The term can describe stories focused primarily on character and
emotion; SFWA Grand Master
Ray Bradbury
is an acknowledged master of this art.
The Soviet Union
produced a quantity of social science fiction,
including works by the Strugatsky
brothers, Kir Bulychov and Ivan Yefremov. Some writers blur the
boundary between hard and soft science fiction.
Related to Social SF and Soft SF are the speculative fiction
branches of
utopian or
dystopian stories;
The Handmaid's Tale,
Nineteen Eighty-Four, and
Brave New World are
examples. Satirical novels with fantastic settings such as
Gulliver's Travels may
be considered speculative fiction.
Cyberpunk
The
Cyberpunk genre emerged in the early 1980s; its the
name combining "cybernetics" and "punk",and was first coined by
author
Bruce Bethke in his 1980
short story "Cyberpunk".The time frame
is usually near-future and the settings are often dystopian. Common
themes in cyberpunk include advances in
information technology and especially
the
Internet (visually abstracted as
cyberspace),
artificial intelligence and
prosthetics and post-democratic societal control
where corporations have more influence than governments.
Nihilism,
post-modernism, and
film
noir techniques are common elements, and the protagonists may
be disaffected or reluctant
anti-heroes.
Noteworthy authors in this genre are
William Gibson,
Bruce Sterling,
Neal Stephenson, and
Pat Cadigan. James O'Ehley has called the 1982
film
Blade Runner a definitive
example of the
cyberpunk visual style.
Time travel
Time travel stories have antecedents in the 18th and 19th
centuries. The first major time travel novel was
Mark Twain's
A Connecticut Yankee in King
Arthur's Court. The most famous is
H. G. Wells's
The Time
Machine, which uses a vehicle that allows an operator to
travel purposefully and selectively, while Twain's time traveler is
struck by lightening. The term "
time
machine", coined by Wells, is now universally used to
refer to such a vehicle. Stories of this type are complicated by
logical problems such as the
grandfather paradox. Time travel is a
popular subject modern science fiction, in print, movies, and
television. The long-running British tv series
Doctor Who features a time machine that
resembles a police call box. One of the most famous examples of
television time travel is
Harlan
Ellison's
The
City on the Edge of Forever for the original
Star Trek.
Alternative history
Alternative (or alternate) history stories are based on the premise
that historical events might have turned out differently. These
stories may use time travel to change the past, or may simply set a
story in a universe with a different history from our own. Classics
in the genre include
Bring the
Jubilee by
Ward Moore, in which
the South wins the
American Civil
War, and
The Man in
the High Castle by Philip K. Dick, in which Germany and
Japan win
World War II. The
Sidewise Award
acknowledges the best works in this subgenre; the name is taken
from
Murray Leinster's early story
Sidewise in Time.
Harry Turtledove is one of the most
prominent authors in the subgenre and is often called the "master
of alternate history".
Military SF
Military science fiction is set in the context of conflict between
national, interplanetary, or interstellar
armed forces; the primary viewpoint characters
are usually soldiers.

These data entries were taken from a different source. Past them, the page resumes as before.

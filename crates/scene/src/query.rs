use foundation::math::Vec3;
use foundation::math::sphere::{EARTH_RADIUS_KM, GLOBE_RADIUS, Located, chord_km};

use crate::spatial::{Item as KdItem, KdTree};

#[derive(Debug, Copy, Clone, PartialEq)]
pub struct NearestOptions {
    /// Radius the cities are projected at; the pick point should lie on it.
    pub sphere_radius: f64,
    pub earth_radius_km: f64,
    /// Exclusive upper bound on the reported distance.
    pub search_radius_km: f64,
}

impl Default for NearestOptions {
    fn default() -> Self {
        Self {
            sphere_radius: GLOBE_RADIUS,
            earth_radius_km: EARTH_RADIUS_KM,
            search_radius_km: 50.0,
        }
    }
}

#[derive(Debug)]
pub struct NearestCity<'a, T> {
    pub city: &'a T,
    /// Position of `city` in the input slice.
    pub index: usize,
    pub distance_km: f64,
    /// The city projected at `NearestOptions::sphere_radius`.
    pub position: Vec3,
}

impl<T> Clone for NearestCity<'_, T> {
    fn clone(&self) -> Self {
        *self
    }
}

impl<T> Copy for NearestCity<'_, T> {}

/// Linear scan for the city closest to `pick`.
///
/// Distance is the straight chord between `pick` and each projected city,
/// scaled to kilometres. A city only becomes the answer when it is strictly
/// closer than the current best and strictly inside the search radius, so on
/// exact ties the earliest city in `cities` wins.
pub fn nearest_city<'a, T: Located>(
    pick: Vec3,
    cities: &'a [T],
    opts: &NearestOptions,
) -> Option<NearestCity<'a, T>> {
    scan(pick, cities, 0..cities.len(), opts)
}

fn scan<'a, T: Located>(
    pick: Vec3,
    cities: &'a [T],
    candidates: impl IntoIterator<Item = usize>,
    opts: &NearestOptions,
) -> Option<NearestCity<'a, T>> {
    let mut best: Option<NearestCity<'a, T>> = None;
    let mut min_dist = f64::INFINITY;

    for index in candidates {
        let Some(city) = cities.get(index) else {
            continue;
        };
        let position = city.location().to_sphere(opts.sphere_radius);
        let dist = chord_km(pick, position, opts.sphere_radius, opts.earth_radius_km);
        if dist < opts.search_radius_km && dist < min_dist {
            min_dist = dist;
            best = Some(NearestCity {
                city,
                index,
                distance_km: dist,
                position,
            });
        }
    }

    best
}

/// Spatial index over city positions on the unit sphere.
///
/// Answers exactly what [`nearest_city`] answers for the same slice: the tree
/// only narrows the candidates, which are then scanned in dataset order with
/// the same distance rule.
#[derive(Debug, Clone, Default)]
pub struct SphereIndex {
    tree: KdTree,
}

/// Candidate radius slack so rounding in the unit-sphere metric never drops
/// a city the kilometre metric would accept.
const RADIUS_SLACK: f64 = 1e-9;

impl SphereIndex {
    pub fn build<T: Located>(cities: &[T]) -> Self {
        let items = cities
            .iter()
            .enumerate()
            .map(|(i, c)| KdItem {
                index: i as u32,
                point: c.location().to_sphere(1.0),
            })
            .collect();
        Self {
            tree: KdTree::build(items),
        }
    }

    pub fn len(&self) -> usize {
        self.tree.len()
    }

    pub fn is_empty(&self) -> bool {
        self.tree.is_empty()
    }

    /// Indexed equivalent of [`nearest_city`]. `cities` must be the slice
    /// the index was built from; on a length mismatch this falls back to
    /// the linear scan.
    pub fn nearest<'a, T: Located>(
        &self,
        pick: Vec3,
        cities: &'a [T],
        opts: &NearestOptions,
    ) -> Option<NearestCity<'a, T>> {
        if cities.len() != self.tree.len() {
            tracing::warn!(
                indexed = self.tree.len(),
                given = cities.len(),
                "sphere index does not match city list; scanning linearly"
            );
            return nearest_city(pick, cities, opts);
        }

        let unit_pick = pick * (1.0 / opts.sphere_radius);
        let unit_radius = opts.search_radius_km / opts.earth_radius_km;
        let radius = unit_radius * (1.0 + RADIUS_SLACK) + RADIUS_SLACK;
        let candidates = self.tree.within(unit_pick, radius);

        scan(
            pick,
            cities,
            candidates.into_iter().map(|i| i as usize),
            opts,
        )
    }
}
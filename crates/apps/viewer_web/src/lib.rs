use console_error_panic_hook::set_once;
use js_sys::{Float32Array, Uint32Array};
use std::cell::RefCell;
use viewer::{ClickOutcome, ConfigError, DatasetKind, GlobeViewModel, Severity, ViewerConfig};
use wasm_bindgen::prelude::*;
use wasm_bindgen_futures::spawn_local;
use web_sys::console;

mod dom;
mod fetch;
use dom::Dom;

struct WebState {
    vm: GlobeViewModel,
    dom: Dom,
}

thread_local! {
    static STATE: RefCell<WebState> = RefCell::new(WebState {
        vm: GlobeViewModel::default(),
        dom: Dom::default(),
    });
}

fn with_state<R>(f: impl FnOnce(&mut WebState) -> R) -> R {
    STATE.with(|state| f(&mut state.borrow_mut()))
}

/// Writes queued view-model events to the browser console.
fn report_events(state: &mut WebState) {
    for event in state.vm.drain_events() {
        let line = JsValue::from_str(&format!("[frame {}] {}", event.frame_index, event.payload));
        match event.payload.severity() {
            Severity::Info => console::info_1(&line),
            Severity::Warn => console::warn_1(&line),
            Severity::Error => console::error_1(&line),
        }
    }
}

/// Brings the console, the loading box and the info panel in line with the
/// view-model.
fn sync_dom(state: &mut WebState) {
    report_events(state);
    let overlay = state.vm.overlay();
    let panel = state
        .vm
        .selection()
        .and_then(|s| s.panel.as_ref().map(|p| (s.index, p)));

    let result = state
        .dom
        .sync_overlay(&overlay)
        .and_then(|()| state.dom.sync_panel(panel, close_from_button));
    if let Err(err) = result {
        console::error_1(&err);
    }
}

// The button's own closure must not drop itself, so the element is removed
// on the next frame rather than here.
fn close_from_button() {
    with_state(|s| {
        s.vm.close_info_panel();
    });
}

#[wasm_bindgen(start)]
pub fn start() -> Result<(), JsValue> {
    set_once();
    Ok(())
}

/// Replaces the view with one built from a JSON config override. Only
/// accepted before `load_datasets`.
#[wasm_bindgen]
pub fn configure(json: &str) -> Result<(), JsValue> {
    let to_js = |e: ConfigError| JsValue::from_str(&e.to_string());
    let config = ViewerConfig::from_json_str(json).map_err(to_js)?;
    with_state(|s| {
        let result = s.vm.reconfigure(config).map_err(to_js);
        sync_dom(s);
        result
    })
}

/// Starts both dataset fetches; each updates the view when it settles.
/// Later calls are ignored.
#[wasm_bindgen]
pub fn load_datasets() {
    let config = with_state(|s| {
        let first = s.vm.begin_fetch();
        sync_dom(s);
        first.then(|| s.vm.config().clone())
    });
    let Some(config) = config else {
        console::warn_1(&JsValue::from_str("datasets were already requested"));
        return;
    };
    let timeout = config.fetch_timeout();

    let requests = [
        (DatasetKind::Borders, config.borders_url),
        (DatasetKind::Cities, config.cities_url),
    ];
    for (kind, url) in requests {
        spawn_local(async move {
            let fetched = fetch::fetch_text(&url, timeout).await;
            with_state(|s| {
                s.vm.finish_fetch(kind, &url, fetched);
                sync_dom(s);
            });
        });
    }
}

#[wasm_bindgen]
pub fn set_canvas_size(width: f64, height: f64) {
    with_state(|s| {
        s.vm.set_viewport(width, height);
        sync_dom(s);
    });
}

#[wasm_bindgen]
pub fn pointer_down(x: f64, y: f64) {
    with_state(|s| s.vm.pointer_down(x, y));
}

#[wasm_bindgen]
pub fn pointer_move(x: f64, y: f64) {
    with_state(|s| s.vm.pointer_move(x, y));
}

/// Returns true when the release selected a city.
#[wasm_bindgen]
pub fn pointer_up(x: f64, y: f64) -> bool {
    with_state(|s| {
        let outcome = s.vm.pointer_up(x, y);
        sync_dom(s);
        matches!(outcome, Some(ClickOutcome::Selected { .. }))
    })
}

#[wasm_bindgen]
pub fn wheel(delta_y: f64) {
    with_state(|s| s.vm.wheel(delta_y));
}

/// Call once per display refresh; returns the elapsed time in seconds.
#[wasm_bindgen]
pub fn advance_frame(dt_s: f64) -> f64 {
    with_state(|s| {
        let frame = s.vm.advance_frame(dt_s);
        sync_dom(s);
        frame.elapsed_s
    })
}

/// Column-major view-projection matrix, 16 floats.
#[wasm_bindgen]
pub fn camera_view_proj() -> Float32Array {
    let m = with_state(|s| s.vm.camera().view_proj_matrix());
    let flat: Vec<f32> = m.iter().flatten().copied().collect();
    Float32Array::from(flat.as_slice())
}

/// Border polylines as a line list, two vertices per segment.
#[wasm_bindgen]
pub fn border_vertices() -> Float32Array {
    with_state(|s| Float32Array::from(s.vm.border_snapshot().segment_vertices().as_slice()))
}

#[wasm_bindgen]
pub fn marker_positions() -> Float32Array {
    with_state(|s| Float32Array::from(s.vm.marker_mesh().positions.as_slice()))
}

#[wasm_bindgen]
pub fn marker_colors() -> Float32Array {
    with_state(|s| Float32Array::from(s.vm.marker_mesh().colors.as_slice()))
}

#[wasm_bindgen]
pub fn marker_indices() -> Uint32Array {
    with_state(|s| Uint32Array::from(s.vm.marker_mesh().indices.as_slice()))
}

/// Empty when nothing is selected.
#[wasm_bindgen]
pub fn cursor_positions() -> Float32Array {
    with_state(|s| match s.vm.cursor_mesh() {
        Some(mesh) => Float32Array::from(mesh.positions.as_slice()),
        None => Float32Array::new_with_length(0),
    })
}

#[wasm_bindgen]
pub fn cursor_indices() -> Uint32Array {
    with_state(|s| match s.vm.cursor_mesh() {
        Some(mesh) => Uint32Array::from(mesh.indices.as_slice()),
        None => Uint32Array::new_with_length(0),
    })
}

#[wasm_bindgen]
pub fn star_positions() -> Float32Array {
    with_state(|s| Float32Array::from(s.vm.stars().flat_positions().as_slice()))
}

#[wasm_bindgen]
pub fn close_info_panel() {
    with_state(|s| {
        s.vm.close_info_panel();
        sync_dom(s);
    });
}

Stories include detail about military
technology, procedure, ritual, and history; military stories may
use parallels with historical conflicts. Heinlein's
Starship Troopers is an early
example, along with the
Dorsai novels of
Gordon Dickson.
Joe Haldeman's
The Forever War is a critique of the
genre, a
Vietnam-era response to the
World War II-style stories of earlier authors. Prominent military
SF authors include
David Drake,
David Weber, and
S. M. Stirling.
Baen
Books is known for cultivating military science fiction
authors.
Superhuman
Superhuman stories deal with the emergence of humans who have
abilities beyond the norm. This can stem either from natural causes
such as in
Olaf Stapledon's novel
Odd John, or be the result of
intentional augmentation such as in
A.E. Van Vogt's
novel
Slan. These stories usually
focus on the alienation that these beings feel as well as society's
reaction to them. These stories have played a role in the real life
discussion of
human
enhancement.
Apocalyptic
Apocalyptic fiction is concerned with the
end of civilization through war
(
On The Beach),
pandemic (
The Last Man),
astronomic impact (
When Worlds
Collide), ecological disaster (
The Wind From Nowhere), or
mankind's self-destruction (
Oryx and
Crake), or some other
general
disaster or with a world or civilization after such a disaster.
Typical of the genre are
George R.
Stewart's novel
Earth Abides and
Pat
Frank's novel
Alas,
Babylon. Apocalyptic fiction generally concerns the
disaster itself and the direct aftermath, while post-apocalyptic
can deal with anything from the near aftermath (as in
Cormac McCarthy's
The Road) to 375 years in the future (as in
By The Waters of Babylon) to hundreds or thousands of
years in the future, as in
Russell
Hoban's novel
Riddley
Walker.
Space opera
Space opera is adventure science fiction
set in outer space or on distant planets, where the emphasis is on
action rather than either science or characterization. The conflict
is heroic, and typically on a large scale. Space opera is sometimes
used pejoratively, to describe improbable plots, absurd science,
and cardboard characters. But it is also used nostalgically, and
modern space opera may be an attempt to recapture the
sense of wonder of the
golden age of science fiction.
The pioneer of this subgenre is generally recognized to be
Edward E. Smith, with
his
Skylark and
Lensman series.
Alastair Reynolds'
Revelation Space series and the
immensely popular
Star Wars
trilogies are newer examples of this genre.
Space Western
Space Western could be considered a sub-genre of
Space Opera that transposes themes of the
American Western books and film to
a backdrop of futuristic space frontiers. These stories typically
involve "frontier" colony worlds (colonies that have only recently
been
terraformed and/or settled) serving
as stand-ins for the backdrop of lawlessness and economic expansion
that were predominant in the American west. Examples include
Firefly and the
accompanying movie
Serenity
by
Joss Whedon, as well as the
animes Cowboy
Bebop and
Outlaw
Star.
Other sub-genres
- Feminist science
fiction poses questions about social issues such as how society
constructs gender roles, the role reproduction plays in defining
gender and the unequal political and personal power of men and
women. Some of the most notable feminist science fiction works have
illustrated these themes using utopias to
explore a society in which gender differences or gender power
imbalances do not exist, or dystopias to
explore worlds in which gender inequalities are intensified, thus
asserting a need for feminist work to continue.
- New Wave is a term
applied to science fiction writing characterized by a high degree
of experimentation, both in form and in content, and a highbrow and
self-consciously "literary" or artistic sensibility.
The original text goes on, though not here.